Kessler à la maison, ça risque de faire bobo
Zeynep Sönmez débarque dans le désert californien avec un sac à dos bien lourd, rempli des doutes accumulés lors de sa tournée mexicaine. Son passage à Mérida a mis en lumière des lacunes qu'on ne peut plus ignorer : un jeu truffé de déchets, des fautes directes qui s'enchaînent dès que l'échange s'intensifie et une fébrilité mentale assez frappante. Elle a flirté avec la sortie de piste prématurée avant de se liquéfier totalement, incapable de tenir une ligne tactique cohérente.
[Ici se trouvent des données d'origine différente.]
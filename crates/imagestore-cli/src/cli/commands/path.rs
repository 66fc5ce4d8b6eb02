//! `imagestore path <version>` – print the local ISO path for a version.

use anyhow::{Context, Result};
use imagestore_core::store::Store;

pub fn run_path(store: &Store, version: &str) -> Result<()> {
    let path = store
        .base_path(version)
        .with_context(|| format!("resolve version {}", version))?;
    println!("{}", path.display());
    Ok(())
}
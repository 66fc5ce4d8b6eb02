//! Local file naming from asset URLs.
//!
//! An image is stored under the final path segment of its URL, so the same
//! URL always maps to the same file inside the data directory.

mod path;

pub use path::basename;
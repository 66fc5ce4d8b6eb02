//! Concurrent population of the data directory.
//!
//! One blocking task per catalog version, no concurrency limit (catalogs hold
//! tens of entries at most). A task resolves its destination, returns early
//! when the file already exists, and otherwise fetches the version's ISO.
//! Every task is joined; the first failure to complete is the one `populate`
//! reports, and the others still run to completion.
//!
//! A destination is claimed for the duration of its fetch; a second task for
//! the same path (a concurrent populate on a `Store` clone, or two versions
//! sharing a file name) fails with `AlreadyFetching` instead of racing on the
//! `.part` file. The claim is per process only.

mod inflight;
mod report;

pub(crate) use inflight::InFlight;

pub use report::{Outcome, PopulateReport};

use std::panic::AssertUnwindSafe;
use std::sync::Arc;
use tokio::task::JoinSet;

use crate::catalog::{VersionCatalog, ISO_URL_KEY};
use crate::control::CancelToken;
use crate::error::StoreError;
use crate::fetch::Fetcher;
use crate::resolver::PathResolver;

/// Runs one fetch task per version and waits for all of them.
/// Fails early only if the data directory cannot be created.
pub(crate) async fn run(
    catalog: &Arc<VersionCatalog>,
    resolver: &PathResolver,
    fetcher: Fetcher,
    inflight: &InFlight,
    cancel: &CancelToken,
) -> Result<PopulateReport, StoreError> {
    let data_dir = resolver.data_dir();
    tokio::fs::create_dir_all(data_dir)
        .await
        .map_err(|e| StoreError::io(data_dir, e))?;

    let mut join_set = JoinSet::new();
    for version in catalog.versions() {
        let version = version.to_string();
        let catalog = Arc::clone(catalog);
        let resolver = resolver.clone();
        let inflight = inflight.clone();
        let cancel = cancel.clone();
        join_set.spawn_blocking(move || {
            let result = std::panic::catch_unwind(AssertUnwindSafe(|| {
                populate_one(&version, &catalog, &resolver, &fetcher, &inflight, &cancel)
            }))
            .unwrap_or_else(|panic| {
                Err(StoreError::TaskFailed {
                    version: version.clone(),
                    reason: panic_message(panic.as_ref()),
                })
            });
            (version, result)
        });
    }

    let mut report = PopulateReport::default();
    while let Some(joined) = join_set.join_next().await {
        match joined {
            Ok((version, result)) => {
                if let Err(e) = &result {
                    tracing::error!(version = %version, error = %e, "populate task failed");
                }
                report.record(version, result);
            }
            Err(e) => tracing::error!(error = %e, "populate task join failed"),
        }
    }

    // Only reachable if the runtime dropped a task without running it.
    for version in catalog.versions() {
        if report.outcome(version).is_none() {
            report.record(
                version.to_string(),
                Err(StoreError::TaskFailed {
                    version: version.to_string(),
                    reason: "task did not complete".to_string(),
                }),
            );
        }
    }

    tracing::info!(
        versions = report.len(),
        downloaded = report.downloaded(),
        failed = report.failures().count(),
        "populate finished"
    );
    Ok(report)
}

fn populate_one(
    version: &str,
    catalog: &VersionCatalog,
    resolver: &PathResolver,
    fetcher: &Fetcher,
    inflight: &InFlight,
    cancel: &CancelToken,
) -> Result<Outcome, StoreError> {
    if cancel.is_cancelled() {
        return Err(StoreError::Cancelled);
    }
    let dest = resolver.resolve(version)?;
    let _claim = inflight
        .claim(&dest)
        .ok_or_else(|| StoreError::AlreadyFetching { path: dest.clone() })?;

    // Existence is the only idempotence check; contents are trusted.
    if dest.try_exists().map_err(|e| StoreError::io(&dest, e))? {
        tracing::debug!(version, dest = %dest.display(), "image already present");
        return Ok(Outcome::AlreadyPresent);
    }

    let url = catalog.asset_url(version, ISO_URL_KEY)?;
    tracing::info!(version, url, dest = %dest.display(), "downloading iso");
    let bytes = fetcher.fetch(url, &dest, cancel)?;
    tracing::info!(version, bytes, "finished downloading");
    Ok(Outcome::Downloaded { bytes })
}

fn panic_message(panic: &(dyn std::any::Any + Send)) -> String {
    if let Some(s) = panic.downcast_ref::<&str>() {
        (*s).to_string()
    } else if let Some(s) = panic.downcast_ref::<String>() {
        s.clone()
    } else {
        "panicked".to_string()
    }
}
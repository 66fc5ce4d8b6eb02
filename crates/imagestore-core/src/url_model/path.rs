//! Filename extraction from URL path.

/// Extracts the last path segment of `url` for use as a local file name.
///
/// Query and fragment are ignored. Text that `url` cannot parse falls back to
/// whatever follows the final `/`. Returns `None` for an empty segment, `.`,
/// `..`, or a segment containing a path separator after decoding, so the
/// result can always be joined onto a directory without escaping it.
pub fn basename(url: &str) -> Option<String> {
    let segment = match url::Url::parse(url) {
        Ok(parsed) => parsed
            .path_segments()
            .and_then(|segments| segments.filter(|s| !s.is_empty()).last())
            .map(str::to_string)?,
        Err(_) => {
            let path = url.split(['?', '#']).next().unwrap_or("");
            path.rsplit('/').find(|s| !s.is_empty())?.to_string()
        }
    };
    if segment == "." || segment == ".." || segment.contains('\\') || segment.contains('\0') {
        return None;
    }
    Some(segment)
}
Cette irrégularité chronique, surtout sur ses secondes balles de service qui ressemblent souvent à des offrandes, risque de se payer cash face à une adversaire qui ne demande qu'à punir le moindre signe de faiblesse.
En face, McCartney Kessler incarne la solidité et l'agressivité sereine de celle qui sait qu'elle a toutes les armes pour dicter son rythme. À la maison, l'Américaine se transforme : elle joue avec une autorité naturelle, portée par un système universitaire qui lui a appris à ne jamais reculer. Son profil de "grinder" moderne lui permet d'étouffer ses opposantes, alternant frappes lourdes et couvertures de terrain impeccables pour forcer l'adversaire à jouer le coup de trop. Ses indicateurs de performance dans les moments de tension montrent une joueuse qui ne tremble pas, bien au contraire, elle profite de chaque occasion pour enfoncer le clou et imposer sa loi. Sur ses terres, Kessler gère son sujet avec une maturité qui devrait faire dérailler une Zeynep Sönmez en plein brouillard tactique.